Com o passar dos meses e dos anos, meu quarto era o único cômodo em que eu não me sentia mal. A sensação foi aumentando de forma absurda, então eu passava quase todo o tempo fechada no meu quarto e evitava ao máximo todos os outros cômodos da casa, em especial à noite. Era um incômodo espiritual, diferente de um medo qualquer, mesmo com as luzes acesas, mesmo com outras pessoas presentes. Depois de um tempo outras pessoas vieram morar na casa, aí deixou de ser mal-assombrada e passou a ser mal-frequentada rsrsr. Brincadeiras à parte, eu nunca esqueci nada disso e me pergunto até hoje o que significava tudo aquilo e porque só eu parecia atormentada por tais sensações bizarras. Sei que pode não parecer tão terrível, porém, para mim, era sufocante e até hoje, sempre que sonho com a casa, é um pesadelo. Hoje mesmo, só estou escrevendo isso porque tive um. Eu estava gravando um curta-metragem, eu parecia morar na residência. Tudo estava muito escuro e eu gravava, falava com a câmera. A casa estava diferente, mas era ela, era o mesmo sobrado.

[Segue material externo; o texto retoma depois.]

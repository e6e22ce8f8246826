//! Command handlers for artifact-size CLI
//!
//! Each submodule handles a specific CLI command; [`emit`] holds the output
//! handling shared by the reporting commands.

pub mod analyze;
pub mod compare;
pub mod completions;
pub mod emit;

// Re-export command functions for convenient access
pub use analyze::cmd_analyze;
pub use compare::cmd_compare;
pub use completions::cmd_completions;
pub use emit::OutputArgs;
//! Common test utilities and helpers
//!
//! This module provides shared functionality for integration tests:
//! - A handle on the compiled binary with a clean environment
//! - Temporary project workspaces with build outputs and configs
//! - Snapshot JSON builders for `compare`
//!
//! # Usage
//!
//! ```rust,no_run
//! mod common;
//! use common::fixtures::Workspace;
//!
//! fn test_analyze() {
//!     let workspace = Workspace::with_project();
//!     common::bin()
//!         .current_dir(workspace.path())
//!         .args(["analyze", "-c", "artifact-size.json"])
//!         .assert()
//!         .success();
//! }
//! ```

pub mod assertions;
pub mod fixtures;

use assert_cmd::Command;

/// The artifact-size binary, isolated from CI and color settings of the host
#[allow(dead_code)]
pub fn bin() -> Command {
    let mut cmd = Command::new(env!("CARGO_BIN_EXE_artifact-size"));
    cmd.env_remove("GITHUB_OUTPUT")
        .env_remove("CLICOLOR_FORCE")
        .env_remove("RUST_LOG");
    cmd
}
//! Size measurements for artifacts and their files
//!
//! A snapshot is the list of [`ArtifactSnapshot`]s produced by one analysis
//! run. Snapshots are persisted as JSON and later fed to the differ.

use serde::{Deserialize, Serialize};

/// Enabled compression algorithms for one artifact
#[derive(Debug, Clone, Copy, PartialEq, Eq)]
pub struct Compression {
    /// Measure gzip size
    pub gzip: bool,
    /// Measure brotli size
    pub brotli: bool,
}

impl Compression {
    /// Both algorithms enabled
    pub const ALL: Self = Self {
        gzip: true,
        brotli: true,
    };

    /// No compression measured
    pub const NONE: Self = Self {
        gzip: false,
        brotli: false,
    };
}

impl Default for Compression {
    fn default() -> Self {
        Self::ALL
    }
}

/// Per-file size result
#[derive(Debug, Clone, PartialEq, Eq, Serialize, Deserialize)]
pub struct FileEntry {
    /// Path relative to the working directory, `/`-separated
    pub filename: String,
    /// Size on disk in bytes
    pub size: u64,
    /// Gzip size in bytes, `None` when gzip is disabled
    pub gzip: Option<u64>,
    /// Brotli size in bytes, `None` when brotli is disabled
    pub brotli: Option<u64>,
}

/// Aggregated sizes for a single artifact
#[derive(Debug, Clone, PartialEq, Eq, Serialize, Deserialize)]
pub struct ArtifactSnapshot {
    /// Stable identifier, unique within one snapshot
    pub id: String,
    /// Display name
    #[serde(alias = "artifact")]
    pub name: String,
    /// Files in the artifact, sorted by filename
    pub files: Vec<FileEntry>,
    /// Total size on disk in bytes
    pub size: u64,
    /// Total gzip size, `None` when gzip is disabled
    pub gzip: Option<u64>,
    /// Total brotli size, `None` when brotli is disabled
    pub brotli: Option<u64>,
}

impl ArtifactSnapshot {
    /// Build an artifact from its files, summing every metric
    ///
    /// Compressed totals are `None` only when the algorithm is disabled;
    /// an enabled algorithm over an empty file list totals zero.
    ///
    /// # Examples
    ///
    /// ```
    /// use artifact_size::snapshot::{ArtifactSnapshot, Compression, FileEntry};
    ///
    /// let files = vec![
    ///     FileEntry { filename: "dist/a.js".into(), size: 70, gzip: Some(60), brotli: None },
    ///     FileEntry { filename: "dist/b.js".into(), size: 30, gzip: Some(20), brotli: None },
    /// ];
    /// let compression = Compression { gzip: true, brotli: false };
    /// let artifact = ArtifactSnapshot::from_files("app", "app", files, compression);
    ///
    /// assert_eq!(artifact.size, 100);
    /// assert_eq!(artifact.gzip, Some(80));
    /// assert_eq!(artifact.brotli, None);
    /// ```
    pub fn from_files(
        id: impl Into<String>,
        name: impl Into<String>,
        files: Vec<FileEntry>,
        compression: Compression,
    ) -> Self {
        let size = saturating_sum(files.iter().map(|f| f.size));
        let gzip = compression
            .gzip
            .then(|| saturating_sum(files.iter().filter_map(|f| f.gzip)));
        let brotli = compression
            .brotli
            .then(|| saturating_sum(files.iter().filter_map(|f| f.brotli)));

        Self {
            id: id.into(),
            name: name.into(),
            files,
            size,
            gzip,
            brotli,
        }
    }
}

fn saturating_sum(values: impl Iterator<Item = u64>) -> u64 {
    values.fold(0, u64::saturating_add)
}

/// Parse a snapshot list from its JSON form
pub fn from_json(json: &str) -> serde_json::Result<Vec<ArtifactSnapshot>> {
    serde_json::from_str(json)
}
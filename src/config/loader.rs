//! Configuration file loading

use super::file::{ConfigFile, NormalizedConfig};
use crate::error::ArtifactSizeError;
use crate::infra::{FileSystem, RealFileSystem};
use anyhow::Result;
use std::path::Path;

/// Handles loading configuration files
pub struct ConfigLoader;

impl ConfigLoader {
    /// Load and validate the config file at `path`
    ///
    /// Files ending in `.toml` are parsed as TOML, everything else as JSON.
    ///
    /// # Examples
    ///
    /// ```no_run
    /// use artifact_size::config::ConfigLoader;
    /// use std::path::Path;
    ///
    /// let config = ConfigLoader::load(Path::new("artifact-size.json"))?;
    /// println!("Loaded {} artifacts", config.artifacts.len());
    /// # Ok::<(), anyhow::Error>(())
    /// ```
    pub fn load(path: &Path) -> Result<NormalizedConfig> {
        Self::load_with_fs(path, &RealFileSystem)
    }

    /// Load config with a custom filesystem implementation
    pub fn load_with_fs<FS: FileSystem>(path: &Path, fs: &FS) -> Result<NormalizedConfig> {
        let contents = match fs.read_to_string(path) {
            Ok(c) => c,
            Err(e) if e.kind() == std::io::ErrorKind::NotFound => {
                return Err(ArtifactSizeError::ConfigNotFound {
                    path: path.to_path_buf(),
                    source: e,
                }
                .into());
            }
            Err(e) => {
                return Err(ArtifactSizeError::Io {
                    context: format!("reading {}", path.display()),
                    source: e,
                }
                .into());
            }
        };

        let parsed = if is_toml(path) {
            toml_edit::de::from_str::<ConfigFile>(&contents).map_err(|e| e.to_string())
        } else {
            serde_json::from_str::<ConfigFile>(&contents).map_err(|e| e.to_string())
        };

        let config = parsed.map_err(|message| ArtifactSizeError::InvalidConfig {
            path: path.to_path_buf(),
            message: message.trim_end().to_string(),
        })?;

        let config = config.normalize(path)?;
        log::debug!(
            "Loaded {} artifact(s) from {}",
            config.artifacts.len(),
            path.display()
        );

        Ok(config)
    }
}

fn is_toml(path: &Path) -> bool {
    path.extension()
        .is_some_and(|ext| ext.eq_ignore_ascii_case("toml"))
}
//! Log levels and records

use std::fmt;
use std::time::{SystemTime, UNIX_EPOCH};

/// Log level, ordered from most to least verbose
#[derive(Clone, Copy, Debug, PartialEq, Eq, PartialOrd, Ord, Hash)]
#[repr(u8)]
pub enum Level {
    Trace = 0,
    Debug = 1,
    Info = 2,
    Warn = 3,
    Error = 4,
}

impl Level {
    pub const fn as_str(&self) -> &'static str {
        match self {
            Level::Trace => "TRACE",
            Level::Debug => "DEBUG",
            Level::Info => "INFO",
            Level::Warn => "WARN",
            Level::Error => "ERROR",
        }
    }

    /// Inverse of `level as u8`
    pub const fn from_u8(value: u8) -> Option<Self> {
        match value {
            0 => Some(Level::Trace),
            1 => Some(Level::Debug),
            2 => Some(Level::Info),
            3 => Some(Level::Warn),
            4 => Some(Level::Error),
            _ => None,
        }
    }
}

impl fmt::Display for Level {
    fn fmt(&self, f: &mut fmt::Formatter<'_>) -> fmt::Result {
        f.write_str(self.as_str())
    }
}

/// A single formatted log event
#[derive(Clone, Debug, PartialEq, Eq)]
pub struct Record {
    /// Milliseconds since the Unix epoch
    pub timestamp_ms: u64,
    pub level: Level,
    /// Module path of the call site
    pub target: &'static str,
    pub message: String,
}

impl Record {
    pub fn new(level: Level, target: &'static str, message: impl Into<String>) -> Self {
        Self {
            timestamp_ms: current_timestamp_ms(),
            level,
            target,
            message: message.into(),
        }
    }

    /// Renders `[HH:MM:SS.mmm] LEVEL target: message`
    pub fn format(&self) -> String {
        format!(
            "[{}] {} {}: {}",
            format_timestamp(self.timestamp_ms),
            self.level,
            self.target,
            self.message
        )
    }
}

fn current_timestamp_ms() -> u64 {
    SystemTime::now()
        .duration_since(UNIX_EPOCH)
        .unwrap_or_default()
        .as_millis() as u64
}

fn format_timestamp(timestamp_ms: u64) -> String {
    let secs = timestamp_ms / 1000;
    let millis = timestamp_ms % 1000;

    let hours = (secs / 3600) % 24;
    let minutes = (secs / 60) % 60;
    let seconds = secs % 60;

    format!("{hours:02}:{minutes:02}:{seconds:02}.{millis:03}")
}
//! Shared fixtures for the integration tests

#![allow(dead_code)]

use strtok::Tokenizer;

pub const LOREM: &str = "Lorem ipsum dolor sit amet, consectetur adipiscing elit. Duis id.";

pub const HALTON: &str = "In 2005, Halton Borough Council put up a notice to tell the public about its plans to move a path from one place to another. Quite astonishingly, the notice was a 630 word sentence, which picked up one of our Golden Bull awards that year. Here is it in full.";

pub const LOREM_STARRED: &str =
    "Lorem*ipsum*dolor*sit*amet,*consectetur*adipiscing*elit.*Duis*id.\n\r\t*publish!@#$%^&*()";

/// Drains the tokenizer through the `has_more_tokens`/`next_token` pair
pub fn drain(st: &mut Tokenizer) -> Vec<String> {
    let mut tokens = Vec::new();
    while st.has_more_tokens() {
        match st.next_token() {
            Some(token) => tokens.push(token.to_owned()),
            None => break,
        }
    }
    tokens
}
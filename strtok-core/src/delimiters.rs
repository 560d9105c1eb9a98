//! Delimiter membership
//!
//! A delimiter string is treated as a set of independent characters. ASCII
//! members are kept in a 128-bit bitmap; anything else goes in a sorted array
//! searched with binary search.

use once_cell::sync::Lazy;
use std::fmt;
use strtok_config::DEFAULT_DELIMITERS;

static DEFAULT_SET: Lazy<DelimiterSet> = Lazy::new(|| DelimiterSet::new(DEFAULT_DELIMITERS));

/// Set of delimiter characters
///
/// Two sets are equal when they classify the same characters, regardless of
/// the order or repetition in the strings they were built from.
#[derive(Clone)]
pub struct DelimiterSet {
    /// The string exactly as supplied
    source: String,
    ascii: u128,
    /// Sorted, deduplicated non-ASCII members
    wide: Vec<char>,
}

impl DelimiterSet {
    pub fn new(delimiters: impl Into<String>) -> Self {
        let source = delimiters.into();
        let mut ascii = 0u128;
        let mut wide = Vec::new();

        for c in source.chars() {
            if c.is_ascii() {
                ascii |= 1u128 << (c as u32);
            } else {
                wide.push(c);
            }
        }
        wide.sort_unstable();
        wide.dedup();

        Self {
            source,
            ascii,
            wide,
        }
    }

    /// The shared `" \t\n\r\f"` set
    pub fn default_set() -> &'static DelimiterSet {
        &DEFAULT_SET
    }

    #[inline]
    pub fn contains(&self, c: char) -> bool {
        if c.is_ascii() {
            self.ascii & (1u128 << (c as u32)) != 0
        } else {
            self.wide.binary_search(&c).is_ok()
        }
    }

    /// The string the set was built from
    pub fn as_str(&self) -> &str {
        &self.source
    }

    /// Number of distinct delimiter characters
    pub fn len(&self) -> usize {
        self.ascii.count_ones() as usize + self.wide.len()
    }

    pub fn is_empty(&self) -> bool {
        self.ascii == 0 && self.wide.is_empty()
    }
}

impl Default for DelimiterSet {
    fn default() -> Self {
        Self::default_set().clone()
    }
}

impl PartialEq for DelimiterSet {
    fn eq(&self, other: &Self) -> bool {
        self.ascii == other.ascii && self.wide == other.wide
    }
}

impl Eq for DelimiterSet {}

impl fmt::Debug for DelimiterSet {
    fn fmt(&self, f: &mut fmt::Formatter<'_>) -> fmt::Result {
        f.debug_tuple("DelimiterSet").field(&self.source).finish()
    }
}

impl From<&str> for DelimiterSet {
    fn from(delimiters: &str) -> Self {
        Self::new(delimiters)
    }
}

impl From<String> for DelimiterSet {
    fn from(delimiters: String) -> Self {
        Self::new(delimiters)
    }
}
//! End-to-end tokenizing scenarios

mod common;

use common::{drain, HALTON, LOREM, LOREM_STARRED};
use strtok::{
    count_tokens, split_with, EmptySourcePolicy, Level, LogConfig, Tokenizer, TokenizerConfig,
    TokenizerError, DEFAULT_DELIMITERS,
};

#[test]
fn test_empty_source_quirk() {
    let mut st = Tokenizer::new("");
    assert_eq!(st.count(), 0);
    assert_eq!(st.next_token(), Some(""));
    assert!(!st.has_more_tokens(), "has_more_tokens disagrees with the empty-source token");
}

#[test]
fn test_lorem_default_delimiters() {
    let mut st = Tokenizer::new(LOREM);
    assert_eq!(st.count(), 10);

    let tokens = drain(&mut st);
    assert_eq!(tokens.len(), 10);
    assert_eq!(tokens[2], "dolor");
    assert_eq!(tokens.last().map(String::as_str), Some("id."));
}

#[test]
fn test_halton_sentence_counts() {
    let st = Tokenizer::new(HALTON);
    assert_eq!(st.count(), 50);

    let mut st = Tokenizer::new(HALTON);
    let mut produced = 0;
    while st.next_token().is_some() {
        produced += 1;
    }
    assert_eq!(produced, 50);
}

#[test]
fn test_starred_custom_delimiters() {
    let st = Tokenizer::with_delimiters(LOREM_STARRED, "*");
    assert_eq!(st.count(), 12);
}

#[test]
fn test_starred_emitting_delimiters() {
    let mut st = Tokenizer::with_options(LOREM_STARRED, "*", true);
    let stars = LOREM_STARRED.chars().filter(|&c| c == '*').count();
    assert_eq!(st.count(), 12 + stars);

    let tokens = drain(&mut st);
    assert_eq!(tokens.len(), 12 + stars);
    assert_eq!(tokens[..4], ["Lorem", "*", "ipsum", "*"]);
    assert_eq!(tokens.iter().filter(|t| t.as_str() == "*").count(), stars);

    let rebuilt: String = tokens.concat();
    assert_eq!(rebuilt, LOREM_STARRED);
}

#[test]
fn test_delimiters_changed_after_first_token() {
    let mut st = Tokenizer::new(LOREM_STARRED);
    assert_eq!(st.delimiters(), DEFAULT_DELIMITERS);
    st.next_token();

    st.set_delimiters("*");
    assert_eq!(st.delimiters(), "*");
    assert_eq!(st.count(), 3);
}

#[test]
fn test_reset_midway_through_loop() {
    let mut st = Tokenizer::new(LOREM);
    let mut count = 0;
    let mut reset_done = false;
    while st.has_more_tokens() {
        st.next_token();
        count += 1;
        if count == 5 && !reset_done {
            st.reset();
            reset_done = true;
        }
    }
    assert_eq!(count, 15);
}

#[test]
fn test_reset_restores_count() {
    let mut st = Tokenizer::new(LOREM);
    st.reset();
    assert_eq!(st.count(), 10);

    drain(&mut st);
    st.reset();
    assert_eq!(st.count(), 10);
}

#[test]
fn test_tokens_to_list_then_next_token() {
    let mut st = Tokenizer::new(LOREM);
    st.next_token();
    st.next_token();

    let items = st.tokens_to_list();
    assert_eq!(items.len(), st.count());
    assert_eq!(st.next_token(), Some("dolor"));
}

#[test]
fn test_tokens_to_array_length() {
    let mut st = Tokenizer::new(LOREM);
    assert_eq!(st.tokens_to_array().len(), 10);
}

#[test]
fn test_for_each_enumeration() {
    let mut st = Tokenizer::new(LOREM);
    let mut count = 0;
    for token in &mut st {
        assert!(!token.contains(' '));
        count += 1;
    }
    assert_eq!(count, 10);
}

#[test]
fn test_config_from_json() {
    let config = TokenizerConfig::from_json(
        r#"{"delimiters": "*", "emit_delimiters": false, "empty_source": "exhausted"}"#,
    )
    .unwrap();

    assert_eq!(count_tokens(LOREM_STARRED, &config), 12);
    assert_eq!(split_with(LOREM_STARRED, &config)[0], "Lorem");

    let mut empty = Tokenizer::from_config("", &config);
    assert_eq!(empty.empty_source_policy(), EmptySourcePolicy::Exhausted);
    assert_eq!(empty.next_token(), None);
}

#[test]
fn test_missing_source_is_rejected() {
    let result = Tokenizer::try_new(None::<&str>, &TokenizerConfig::default());
    assert!(matches!(result, Err(TokenizerError::MissingSource)));
}

#[test]
fn test_logging_through_config() {
    let (logger, ring) = LogConfig::new(Level::Trace).with_ring_buffer(64).init();
    let mut st = Tokenizer::new(LOREM).with_logger(logger);

    st.set_delimiters(",");
    st.tokens_to_list();
    st.reset();

    let ring = ring.expect("ring buffer configured");
    let messages: Vec<_> = ring.dump_records().into_iter().map(|r| r.message).collect();
    assert!(messages.iter().any(|m| m.starts_with("Delimiters set to \",\"")));
    assert!(messages.iter().any(|m| m == "Materialized 2 tokens from byte 0"));
    assert!(messages.iter().any(|m| m == "Reset from byte 0"));
}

Todavia, ao descer as escadas, eu retornava para o mesmo lugar da casa em que eu estava. Era sem fim. Como um espaço liminar. Eu descia e estava sempre naquele pequeno hall entre o quarto que era meu, o que era do meu tio e o que se tornou o quarto do meu avô. Então, no sonho, no quarto do meu tio havia, digamos, uma pessoa esquisita, com olhos fundos, uma feição macabra como de um psicopata. E ele chegava cada vez mais perto de mim. Essa pessoa tem nome e face reais, ela existe, mas não a mencionarei aqui por ser, afinal, um relato real da minha experiência e, portanto, essa pessoa pode facilmente ler o que escrevo e se identificar com as situações narradas. Por hora apenas posso dizer que o indivíduo era tão bizarro quanto no sonho que tive e ele estava sempre por perto, parecia um abutre — como sempre pareceu, só que pior; então, além das paranormais sensações da casa, eu ainda tinha que lidar com um tipo de stalker impertinente que tinha acesso à casa e, sinceramente, era fácil ter acesso àquele sobrado, porque na época nem a porta da frente era trancada — passou a ser trancada comigo. Estou feliz por hoje não viver mais lá e me apego às boas lembranças para que essas coisas ruins não sobressaiam. Pelo menos, tenho histórias para contar.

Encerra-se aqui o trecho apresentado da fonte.